世界農業遺産「能登の里山里海」に象徴されるように、自然と人が無理なく共存している。畑の仕事も、海と山のめぐみも、暮らしの循環の中にあって、「急がない」ことが前提にある。
その価値観は、仕事の向き合い方にも自然と影響しました。
■ 「日本海固有水」から知った、動かない時間の存在
海洋研究者の方から聞いた「日本海固有水」という存在も、強く印象に残っています。深海に、ほとんど動かずに何十年も留まっている海水がある。
それを知って、時間には「流れていくもの」と「そこにあるもの」が両方あることを意識するようになりました。
能登での生活は、後者に目を向ける機会を確実に増やしてくれました。
■ 世界林業遺産「能登のアテ林業」が教えてくれる、続けるという価値観
もうひとつ、能登の根っこにあるのが世界林業遺産「能登のアテ(ヒバ)林業」です。現地でお話を伺うと、「急いでやると続かない」という言葉をよく耳にします。
木を育て、森を整え、次の世代につないでいく。効率を優先しすぎず、続けられる方法を選ぶ。そうした積み重ねが、長い時間を支えてきたと感じました。
この考え方は、私たちが目指す「長く使われるものづくり」とも根っこでつながっています。
■ NAIAのものづくりは、「自然の恵みを借りる」ことから始まる
能登で活動する中で、自然素材への向き合い方が大きく変わりました。
酒粕、菊炭、コメヌカ、能登ヒバ。
どれも自然がゆっくりと時間をかけてつくったものです。
だからこそ私たちは、素材を「使わせてもらう」意識を大切にしています。
110年の研究力で素材の良さを丁寧に引き出し、生活に馴染むプロダクトへと仕立てていく。派手さではなく、日々のリズムに寄り添う存在でありたい。

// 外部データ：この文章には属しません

impl LocalizationTable {
    /// Creates a new, empty table with no languages or groups.
    pub fn new() -> Self {
        LocalizationTable::default()
    }

    /// Creates an empty table with the given languages pre-registered.
    pub fn with_languages<I, S>(languages: I) -> Self
    where
        I: IntoIterator<Item = S>,
        S: Into<String>,
    {
        let mut table = LocalizationTable::new();
        for language in languages {
            table.add_language(&language.into());
        }
        table
    }

    pub fn languages(&self) -> &[String] {
        &self.languages
    }

    pub fn has_language(&self, language: &str) -> bool {
        self.languages.iter().any(|l| l == language)
    }

    /// Registers a language, appending it to the column order. Existing keys
    /// get an empty entry for the new language. Idempotent.
    pub fn add_language(&mut self, language: &str) {
        if self.has_language(language) {
            return;
        }
        self.languages.push(language.to_string());
        for group in &mut self.groups {
            for key in group.keys.clone() {
                let entry = LocalizationEntry::new(key.as_str(), "", None);
                group.set_entry(language, entry);
            }
        }
    }

    pub fn group_names(&self) -> Vec<&str> {
        self.groups.iter().map(|g| g.name.as_str()).collect()
    }

    pub fn group(&self, name: &str) -> Option<&Group> {
        self.groups.iter().find(|g| g.name == name)
    }

    /// Adds an empty group. The first group added becomes the active group.
    /// Idempotent.
    pub fn add_group(&mut self, name: &str) {
        if self.group(name).is_none() {
            self.groups.push(Group::new(name));
        }
        if self.active_group.is_none() {
            self.active_group = Some(name.to_string());
        }
    }

    pub fn active_group(&self) -> Option<&str> {
        self.active_group.as_deref()
    }

    /// Switches the active group and returns the language list, so a caller
    /// can rebuild its view columns.
    pub fn select_group(&mut self, name: &str) -> Result<&[String], Error> {
        if self.group(name).is_none() {
            return Err(Error::UnknownGroup(name.to_string()));
        }
        self.active_group = Some(name.to_string());
        Ok(&self.languages)
    }

    fn active(&self) -> Option<&Group> {
        let name = self.active_group.as_deref()?;
        self.groups.iter().find(|g| g.name == name)
    }

    fn active_mut(&mut self) -> Result<&mut Group, Error> {
        let name = self.active_group.clone().ok_or(Error::NoActiveGroup)?;
        self.groups
            .iter_mut()
            .find(|g| g.name == name)
            .ok_or(Error::NoActiveGroup)
    }

    /// Adds a new key to the active group, with an empty value for every
    /// known language.
    pub fn add_key(&mut self, key: &str, message: Option<&str>) -> Result<(), Error> {
        if key.is_empty() {
            return Err(Error::EmptyKey);
        }
        let languages = self.languages.clone();
        let group = self.active_mut()?;
        if group.contains_key(key) {
            return Err(Error::DuplicateKey(key.to_string()));
        }
        if languages.is_empty() {
            // No languages yet: still record the key so it shows up in views.
            group.entries.entry(key.to_string()).or_default();
            group.keys.push(key.to_string());
        }
        for language in &languages {
            let entry = LocalizationEntry::new(key, "", message.map(str::to_string));
            group.set_entry(language, entry);
        }
        Ok(())
    }

    /// Overwrites the value (and, when given, the message) of an existing key
    /// for a registered language.
    ///
    /// Languages are never registered implicitly here; an unknown language is
    /// an error. Use [`LocalizationTable::add_language`] first.
    pub fn update_value(
        &mut self,
        language: &str,
        key: &str,
        value: &str,
        message: Option<&str>,
    ) -> Result<(), Error> {
        if !self.has_language(language) {
            return Err(Error::UnknownLanguage(language.to_string()));
        }
        let group = self.active_mut()?;
        if !group.contains_key(key) {
            return Err(Error::UnknownKey(key.to_string()));
        }
        let values = group.entries.entry(key.to_string()).or_default();
        let entry = values
            .entry(language.to_string())
            .or_insert_with(|| LocalizationEntry::new(key, "", None));
        entry.value = value.to_string();
        if let Some(message) = message {
            entry.message = Some(message.to_string());
        }
        Ok(())
    }

    /// Removes a key and all its per-language entries from the active group.
    /// Idempotent; sibling order is preserved.
    pub fn delete_key(&mut self, key: &str) {
        if let Ok(group) = self.active_mut() {
            group.remove_key(key);
        }
    }

    /// Entry for `key` in the active group, if present.
    pub fn entry(&self, language: &str, key: &str) -> Option<&LocalizationEntry> {
        self.active()?.entry(language, key)
    }

    /// Keys of the active group matching `filter` and `search`, in insertion
    /// order. The iterator is lazy and can be re-created at any time.
    ///
    /// `search` is a case-insensitive substring match over the key and all
    /// language values, applied on top of the mode filter.
    pub fn filtered_keys<'a>(
        &'a self,
        filter: Filter,
        search: &str,
    ) -> impl Iterator<Item = &'a str> {
        let term = search.to_lowercase();
        let languages: &'a [String] = &self.languages;
        self.active().into_iter().flat_map(move |group| {
            let term = term.clone();
            group
                .keys
                .iter()
                .filter(move |key| key_matches(group, languages, key, filter, &term))
                .map(String::as_str)
        })
    }

    /// Index of `key` within the current filtered ordering, used to scroll to
    /// a just-added key.
    pub fn row_for_key(&self, filter: Filter, search: &str, key: &str) -> Option<usize> {
        self.filtered_keys(filter, search).position(|k| k == key)
    }

    /// Caches the table to a JSON file.
    pub fn cache_to_file<P: AsRef<Path>>(&self, path: P) -> Result<(), Error> {
        let path = path.as_ref();
        if let Some(parent) = path.parent() {
            std::fs::create_dir_all(parent).map_err(Error::Io)?;
        }
        let writer = BufWriter::new(File::create(path).map_err(Error::Io)?);
        serde_json::to_writer(writer, self).map_err(Error::Cache)
    }

    /// Loads a table from a JSON cache file.
    pub fn load_from_file<P: AsRef<Path>>(path: P) -> Result<Self, Error> {
        let reader = BufReader::new(File::open(path).map_err(Error::Io)?);
        serde_json::from_reader(reader).map_err(Error::Cache)
    }

    /// Inserts an entry directly, creating the group and key slot as needed.
    /// The loader uses this after registering languages.
    pub(crate) fn upsert_entry(&mut self, group: &str, language: &str, entry: LocalizationEntry) {
        self.add_group(group);
        if let Some(g) = self.groups.iter_mut().find(|g| g.name == group) {
            g.set_entry(language, entry);
        }
    }
}
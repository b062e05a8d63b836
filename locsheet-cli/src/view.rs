use locsheet::folder::LoadedFolder;
use locsheet::{Filter, LocalizationTable};

/// Print a table view of one group of a loaded project.
pub fn print_view(loaded: &LoadedFolder, group: &str, filter: Filter, search: &str) {
    let table = &loaded.table;

    println!("Project: {}", loaded.title);
    println!("Group: {}", group);
    println!("Languages: {}", table.languages().join(", "));

    let keys: Vec<&str> = table.filtered_keys(filter, search).collect();
    if keys.is_empty() {
        println!("No keys match filter `{}`", filter);
        return;
    }
    println!("Keys: {}", keys.len());

    for (i, key) in keys.iter().enumerate() {
        println!("\n  {}: {}", i + 1, key);
        if let Some(message) = table.group(group).and_then(|g| g.message(key)) {
            println!("    Message: {}", message);
        }
        for language in table.languages() {
            println!("    {}: {}", language, cell_text(table, language, key));
        }
    }
}

fn cell_text(table: &LocalizationTable, language: &str, key: &str) -> String {
    let value = table
        .entry(language, key)
        .map(|entry| entry.value.clone())
        .unwrap_or_default();
    if value.is_empty() {
        return "<untranslated>".to_string();
    }
    truncate(&value, 50)
}

fn truncate(value: &str, max: usize) -> String {
    if value.chars().count() > max {
        let prefix: String = value.chars().take(max).collect();
        format!("{}...", prefix)
    } else {
        value.to_string()
    }
}

#[cfg(test)]
mod tests {
    use super::*;

    #[test]
    fn test_truncate_short_value() {
        assert_eq!(truncate("short", 50), "short");
    }

    #[test]
    fn test_truncate_long_value() {
        let long = "x".repeat(60);
        let truncated = truncate(&long, 50);
        assert!(truncated.ends_with("..."));
        assert_eq!(truncated.chars().count(), 53);
    }

    #[test]
    fn test_truncate_is_char_safe() {
        let value = "é".repeat(60);
        let truncated = truncate(&value, 50);
        assert!(truncated.ends_with("..."));
    }
}
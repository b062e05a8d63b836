//! Loading and saving a localization project folder.
//!
//! A project folder contains one `<lang>.lproj` subdirectory per language,
//! each holding one `.strings` file per group:
//!
//! ```text
//! MyApp/
//!   en.lproj/Localizable.strings
//!   fr.lproj/Localizable.strings
//!   fr.lproj/Settings.strings
//! ```
//!
//! Individual files that fail to parse are logged and skipped; the loader
//! returns whatever parsed successfully.

use std::{
    collections::BTreeSet,
    fs,
    path::{Path, PathBuf},
};

use log::warn;
use unic_langid::LanguageIdentifier;

use crate::{
    error::Error,
    formats::StringsFormat,
    formats::strings::Pair,
    table::LocalizationTable,
    traits::Parser,
};

/// The result of scanning a project folder.
#[derive(Debug, Clone, Default, PartialEq, Eq)]
pub struct LoadedFolder {
    /// Folder name, used as the project title (e.g. for the snapshot file).
    pub title: String,

    /// Language codes with at least one successfully parsed file, sorted.
    pub languages: Vec<String>,

    /// Group names with at least one successfully parsed file, sorted. The
    /// first one is pre-selected as the table's active group.
    pub groups: Vec<String>,

    /// The populated table.
    pub table: LocalizationTable,
}

/// Scans `path` for `<lang>.lproj` subdirectories and parses every `.strings`
/// file found in them.
///
/// Returns [`Error::DirectoryNotFound`] when `path` does not exist or is not
/// a directory. Per-file failures never abort the load.
pub fn load_folder<P: AsRef<Path>>(path: P) -> Result<LoadedFolder, Error> {
    let path = path.as_ref();
    if !path.is_dir() {
        return Err(Error::DirectoryNotFound(path.to_path_buf()));
    }

    let title = path
        .file_name()
        .and_then(|name| name.to_str())
        .unwrap_or_default()
        .to_string();

    // Discover (language, group, file) triples first; only files that parse
    // successfully register their language and group.
    let mut files: Vec<(String, String, PathBuf)> = Vec::new();

    for dir_entry in fs::read_dir(path)? {
        let dir_entry = dir_entry?;
        let subdir = dir_entry.path();
        if !subdir.is_dir() {
            continue;
        }
        let Some(language) = language_from_dir_name(&subdir) else {
            continue;
        };

        if language.parse::<LanguageIdentifier>().is_err() {
            warn!(
                "{}: not a valid language identifier, keeping verbatim",
                language
            );
        }

        for file_entry in fs::read_dir(&subdir)? {
            let file = file_entry?.path();
            if file.extension().and_then(|ext| ext.to_str()) != Some("strings") {
                continue;
            }
            let Some(group) = file.file_stem().and_then(|stem| stem.to_str()) else {
                continue;
            };

            files.push((language.clone(), group.to_string(), file));
        }
    }

    let mut languages = BTreeSet::new();
    let mut groups = BTreeSet::new();
    let mut parsed: Vec<(String, String, StringsFormat)> = Vec::new();

    for (language, group, file) in files {
        let format = match StringsFormat::read_from(&file) {
            Ok(format) => format,
            Err(err) => {
                warn!("skipping {}: {}", file.display(), err);
                continue;
            }
        };
        languages.insert(language.clone());
        groups.insert(group.clone());
        parsed.push((language, group, format));
    }

    let mut table = LocalizationTable::with_languages(languages.iter().cloned());
    for group in &groups {
        table.add_group(group);
    }

    for (language, group, format) in parsed {
        for pair in &format.pairs {
            table.upsert_entry(&group, &language, pair.to_entry());
        }
    }

    let groups: Vec<String> = groups.into_iter().collect();
    if let Some(first) = groups.first() {
        table.select_group(first)?;
    }

    Ok(LoadedFolder {
        title,
        languages: languages.into_iter().collect(),
        groups,
        table,
    })
}

/// Writes every group of `table` back as `<lang>.lproj/<group>.strings`
/// under `dir`, creating directories as needed.
pub fn save_folder<P: AsRef<Path>>(table: &LocalizationTable, dir: P) -> Result<(), Error> {
    let dir = dir.as_ref();

    for group_name in table.group_names() {
        let group = table
            .group(group_name)
            .ok_or_else(|| Error::UnknownGroup(group_name.to_string()))?;

        for language in table.languages() {
            let pairs: Vec<Pair> = group
                .keys()
                .iter()
                .filter_map(|key| group.entry(language, key))
                .map(Pair::from_entry)
                .collect();

            let lproj = dir.join(format!("{}.lproj", language));
            fs::create_dir_all(&lproj)?;
            let format = StringsFormat { pairs };
            format.write_to(lproj.join(format!("{}.strings", group_name)))?;
        }
    }

    Ok(())
}

// "en.lproj" -> "en"; anything else is not a language bundle.
fn language_from_dir_name(path: &Path) -> Option<String> {
    let name = path.file_name()?.to_str()?;
    name.strip_suffix(".lproj").map(str::to_string)
}

#[cfg(test)]
mod tests {
    use super::*;
    use std::path::PathBuf;

    #[test]
    fn test_language_from_dir_name() {
        assert_eq!(
            language_from_dir_name(&PathBuf::from("/tmp/en.lproj")),
            Some("en".to_string())
        );
        assert_eq!(language_from_dir_name(&PathBuf::from("/tmp/assets")), None);
    }

    #[test]
    fn test_load_folder_missing_directory() {
        let result = load_folder("/definitely/not/here");
        assert!(matches!(result, Err(Error::DirectoryNotFound(_))));
    }
}
use std::time::Duration;

use appshot_core::cache::{CacheStore, CacheTtls, ScrapeMetadata, ScreenshotCache};
use appshot_core::error::AppError;
use appshot_core::job::Store;

use crate::integration::common::setup_test_redis;

#[tokio::test]
async fn set_get_delete() {
    let (cache, _container) = setup_test_redis().await;

    cache
        .set("screenshots:playstore:a", b"[]".to_vec(), Duration::from_secs(60))
        .await
        .unwrap();
    assert_eq!(
        cache.get("screenshots:playstore:a").await.unwrap(),
        Some(b"[]".to_vec())
    );
    assert!(cache.exists("screenshots:playstore:a").await.unwrap());

    let ttl = cache.ttl("screenshots:playstore:a").await.unwrap().unwrap();
    assert!(ttl <= Duration::from_secs(60));

    assert!(cache.delete("screenshots:playstore:a").await.unwrap());
    assert!(!cache.delete("screenshots:playstore:a").await.unwrap());
    assert_eq!(cache.get("screenshots:playstore:a").await.unwrap(), None);
    assert_eq!(cache.ttl("screenshots:playstore:a").await.unwrap(), None);
}

#[tokio::test]
async fn entry_expires() {
    let (cache, _container) = setup_test_redis().await;

    cache
        .set("short", b"x".to_vec(), Duration::from_millis(100))
        .await
        .unwrap();
    tokio::time::sleep(Duration::from_millis(300)).await;
    assert_eq!(cache.get("short").await.unwrap(), None);
}

#[tokio::test]
async fn increment_and_expire() {
    let (cache, _container) = setup_test_redis().await;

    assert_eq!(cache.increment("counter", 1).await.unwrap(), 1);
    assert_eq!(cache.increment("counter", 4).await.unwrap(), 5);
    assert_eq!(cache.ttl("counter").await.unwrap(), None);
    assert!(cache.expire("counter", Duration::from_secs(30)).await.unwrap());
    assert!(cache.ttl("counter").await.unwrap().is_some());
    assert!(!cache.expire("missing", Duration::from_secs(30)).await.unwrap());
}

#[tokio::test]
async fn increment_rejects_non_integer() {
    let (cache, _container) = setup_test_redis().await;

    cache
        .set("text", b"hello".to_vec(), Duration::from_secs(60))
        .await
        .unwrap();
    let err = cache.increment("text", 1).await.unwrap_err();
    assert!(matches!(err, AppError::CacheUnavailable(_)));
}

#[tokio::test]
async fn increment_with_ttl_keeps_first_window() {
    let (cache, _container) = setup_test_redis().await;
    let key = "ratelimit:client-1:screenshots/scrape";

    let first = cache
        .increment_with_ttl(key, 1, Duration::from_secs(3600))
        .await
        .unwrap();
    assert_eq!(first.count, 1);
    assert_eq!(first.ttl_remaining, Some(Duration::from_secs(3600)));

    let second = cache
        .increment_with_ttl(key, 2, Duration::from_secs(10))
        .await
        .unwrap();
    assert_eq!(second.count, 3);
    let remaining = second.ttl_remaining.unwrap();
    assert!(remaining > Duration::from_secs(3500));
}

#[tokio::test]
async fn concurrent_increments_are_atomic() {
    let (cache, _container) = setup_test_redis().await;

    let mut handles = Vec::new();
    for _ in 0..20 {
        let cache = cache.clone();
        handles.push(tokio::spawn(async move {
            cache
                .increment_with_ttl("hot", 1, Duration::from_secs(60))
                .await
                .unwrap()
                .count
        }));
    }
    let mut counts = Vec::new();
    for handle in handles {
        counts.push(handle.await.unwrap());
    }
    counts.sort();
    assert_eq!(counts, (1..=20).collect::<Vec<u64>>());
}

#[tokio::test]
async fn screenshot_cache_over_redis() {
    let (cache, _container) = setup_test_redis().await;
    let screenshots = ScreenshotCache::new(cache, CacheTtls::default());
    let urls = vec!["https://cdn.example/1.png".to_string()];
    let metadata = ScrapeMetadata {
        screenshot_count: 1,
        scraped_at: chrono::Utc::now(),
        job_id: uuid::Uuid::new_v4(),
    };

    screenshots
        .put_result(Store::AppStore, "284882215", &urls, &metadata)
        .await;
    assert_eq!(
        screenshots.get_screenshots(Store::AppStore, "284882215").await,
        Some(urls)
    );
    assert_eq!(
        screenshots
            .get_metadata(Store::AppStore, "284882215")
            .await
            .unwrap()
            .screenshot_count,
        1
    );

    assert_eq!(
        screenshots.invalidate(Store::AppStore, "284882215").await.unwrap(),
        2
    );
    assert!(screenshots.get_screenshots(Store::AppStore, "284882215").await.is_none());
}
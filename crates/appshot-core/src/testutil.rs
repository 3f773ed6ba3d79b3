//! Test utilities: mock implementations of the core traits.
//!
//! Handwritten mocks for dependency injection in unit tests.
//! All mocks use `Arc<Mutex<_>>` for interior mutability, allowing
//! test assertions on recorded calls.

use std::collections::VecDeque;
use std::sync::{Arc, Mutex};
use std::time::Duration;

use chrono::Utc;
use uuid::Uuid;

use crate::admission::QuotaLedger;
use crate::broker::{Delivery, MessageBroker};
use crate::cache::{CacheStore, CounterState};
use crate::error::AppError;
use crate::job::{Job, NewJob, Priority, QueueMessage, Store};
use crate::scraper::{ScrapeError, Scraper};
use crate::worker::{WorkerEvent, WorkerReporter};

// ---------------------------------------------------------------------------
// MockScraper
// ---------------------------------------------------------------------------

/// Mock scraper that plays back scripted responses.
#[derive(Clone)]
pub struct MockScraper {
    /// Each call pops the front element. When empty, `fallback` is returned.
    responses: Arc<Mutex<VecDeque<Result<Vec<String>, ScrapeError>>>>,
    fallback: Option<Vec<String>>,
    calls: Arc<Mutex<Vec<String>>>,
}

impl MockScraper {
    pub fn new(responses: Vec<Result<Vec<String>, ScrapeError>>) -> Self {
        Self {
            responses: Arc::new(Mutex::new(responses.into())),
            fallback: None,
            calls: Arc::new(Mutex::new(Vec::new())),
        }
    }

    /// Scraper that always succeeds with `urls`.
    pub fn always(urls: Vec<String>) -> Self {
        Self {
            fallback: Some(urls),
            ..Self::new(vec![])
        }
    }

    pub fn call_count(&self) -> usize {
        self.calls.lock().unwrap().len()
    }

    /// App ids passed to `scrape`, in call order.
    pub fn calls(&self) -> Vec<String> {
        self.calls.lock().unwrap().clone()
    }
}

impl Scraper for MockScraper {
    async fn scrape(&self, app_id: &str) -> Result<Vec<String>, ScrapeError> {
        self.calls.lock().unwrap().push(app_id.to_string());
        let next = self.responses.lock().unwrap().pop_front();
        match next {
            Some(response) => response,
            None => match &self.fallback {
                Some(urls) => Ok(urls.clone()),
                None => Err(ScrapeError::permanent("no scripted response left")),
            },
        }
    }
}

/// Scraper that sleeps before answering, for timeout and lease tests.
#[derive(Clone)]
pub struct SlowScraper {
    delay: Duration,
    response: Result<Vec<String>, ScrapeError>,
    calls: Arc<Mutex<usize>>,
}

impl SlowScraper {
    pub fn new(delay: Duration) -> Self {
        Self {
            delay,
            response: Ok(vec!["https://img/slow.png".to_string()]),
            calls: Arc::new(Mutex::new(0)),
        }
    }

    /// Sleeps, then fails with `error`.
    pub fn failing(delay: Duration, error: ScrapeError) -> Self {
        Self {
            response: Err(error),
            ..Self::new(delay)
        }
    }

    pub fn call_count(&self) -> usize {
        *self.calls.lock().unwrap()
    }
}

impl Scraper for SlowScraper {
    async fn scrape(&self, _app_id: &str) -> Result<Vec<String>, ScrapeError> {
        *self.calls.lock().unwrap() += 1;
        tokio::time::sleep(self.delay).await;
        self.response.clone()
    }
}

// ---------------------------------------------------------------------------
// FailingCache
// ---------------------------------------------------------------------------

/// Cache whose every operation reports an outage.
#[derive(Debug, Clone, Copy)]
pub struct FailingCache;

fn cache_down() -> AppError {
    AppError::CacheUnavailable("connection refused".to_string())
}

impl CacheStore for FailingCache {
    async fn get(&self, _key: &str) -> Result<Option<Vec<u8>>, AppError> {
        Err(cache_down())
    }

    async fn set(&self, _key: &str, _value: Vec<u8>, _ttl: Duration) -> Result<(), AppError> {
        Err(cache_down())
    }

    async fn delete(&self, _key: &str) -> Result<bool, AppError> {
        Err(cache_down())
    }

    async fn exists(&self, _key: &str) -> Result<bool, AppError> {
        Err(cache_down())
    }

    async fn increment(&self, _key: &str, _amount: u64) -> Result<u64, AppError> {
        Err(cache_down())
    }

    async fn expire(&self, _key: &str, _ttl: Duration) -> Result<bool, AppError> {
        Err(cache_down())
    }

    async fn ttl(&self, _key: &str) -> Result<Option<Duration>, AppError> {
        Err(cache_down())
    }

    async fn increment_with_ttl(
        &self,
        _key: &str,
        _amount: u64,
        _ttl: Duration,
    ) -> Result<CounterState, AppError> {
        Err(cache_down())
    }

    async fn purge_expired(&self) -> Result<u64, AppError> {
        Err(cache_down())
    }
}

// ---------------------------------------------------------------------------
// FailingBroker
// ---------------------------------------------------------------------------

/// Broker that refuses every operation.
#[derive(Debug, Clone, Copy)]
pub struct FailingBroker;

fn broker_down() -> AppError {
    AppError::BrokerUnavailable("broker unreachable".to_string())
}

impl MessageBroker for FailingBroker {
    async fn publish(
        &self,
        _queue: &str,
        _message: &QueueMessage,
        _priority: Priority,
        _delay: Duration,
    ) -> Result<Uuid, AppError> {
        Err(broker_down())
    }

    async fn claim(&self, _queue: &str, _consumer: &str) -> Result<Option<Delivery>, AppError> {
        Err(broker_down())
    }

    async fn ack(&self, _delivery: &Delivery) -> Result<bool, AppError> {
        Err(broker_down())
    }

    async fn reschedule(
        &self,
        _delivery: &Delivery,
        _attempt: u32,
        _delay: Duration,
    ) -> Result<bool, AppError> {
        Err(broker_down())
    }

    async fn depth(&self, _queue: &str) -> Result<u64, AppError> {
        Err(broker_down())
    }
}

// ---------------------------------------------------------------------------
// FixedLedger
// ---------------------------------------------------------------------------

/// Ledger with a single shared balance for every client.
#[derive(Clone)]
pub struct FixedLedger {
    balance: Arc<Mutex<u64>>,
}

impl FixedLedger {
    pub fn new(balance: Arc<Mutex<u64>>) -> Self {
        Self { balance }
    }
}

impl QuotaLedger for FixedLedger {
    async fn try_consume(&self, _client_id: &str, amount: u64) -> Result<bool, AppError> {
        let mut balance = self.balance.lock().unwrap();
        if *balance >= amount {
            *balance -= amount;
            Ok(true)
        } else {
            Ok(false)
        }
    }

    async fn refund(&self, _client_id: &str, amount: u64) -> Result<(), AppError> {
        *self.balance.lock().unwrap() += amount;
        Ok(())
    }
}

// ---------------------------------------------------------------------------
// MockReporter
// ---------------------------------------------------------------------------

/// Mock worker reporter that records events.
#[derive(Default, Clone)]
pub struct MockReporter {
    pub events: Arc<Mutex<Vec<String>>>,
}

impl MockReporter {
    pub fn new() -> Self {
        Self::default()
    }
}

impl WorkerReporter for MockReporter {
    fn report(&self, event: WorkerEvent<'_>) {
        let label = match &event {
            WorkerEvent::Started { .. } => "Started",
            WorkerEvent::Polling => "Polling",
            WorkerEvent::MessageClaimed { .. } => "MessageClaimed",
            WorkerEvent::JobStarted { .. } => "JobStarted",
            WorkerEvent::JobSkipped { .. } => "JobSkipped",
            WorkerEvent::JobDeferred { .. } => "JobDeferred",
            WorkerEvent::JobCompleted { .. } => "JobCompleted",
            WorkerEvent::JobFailed { .. } => "JobFailed",
            WorkerEvent::ShuttingDown { .. } => "ShuttingDown",
            WorkerEvent::Stopped { .. } => "Stopped",
        };
        self.events.lock().unwrap().push(label.to_string());
    }
}

// ---------------------------------------------------------------------------
// Test helpers
// ---------------------------------------------------------------------------

/// Create a pending Play Store job for testing.
pub fn make_test_job() -> Job {
    Job::from_request(
        NewJob::new("com.example.app", Store::PlayStore, "test-client"),
        Utc::now(),
    )
}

それが、NAIAのものづくりの根底にある考え方です。
■ 「丁寧に暮らす」とは、小さな変化に気づける状態のこと
能登での生活は、風の音や空気の匂い、光の変化など、些細なことに気づく場面を増やしてくれました。そこから、丁寧に暮らすとは、完璧を目指すことではなく、小さな変化に気づける余白を持つことなのだ、と考えるようになりました。
NAIAの商品も、「その日の心地よさに気づくきっかけ」でありたいと思っています。
■ 最後に —— 能登の価値観を、NAIAを通して静かに届けていきたい
能登の文化や風景、人とのつながりから学んだものは、NAIAというブランドの方向性に大きな影響を与えています。
私たちのプロダクトが、日々の生活の中でそっと寄り添い、この土地で感じた豊かさを少しでも届けられたら嬉しいです。
これからも丁寧に、誠実に、ものづくりを続けていきます。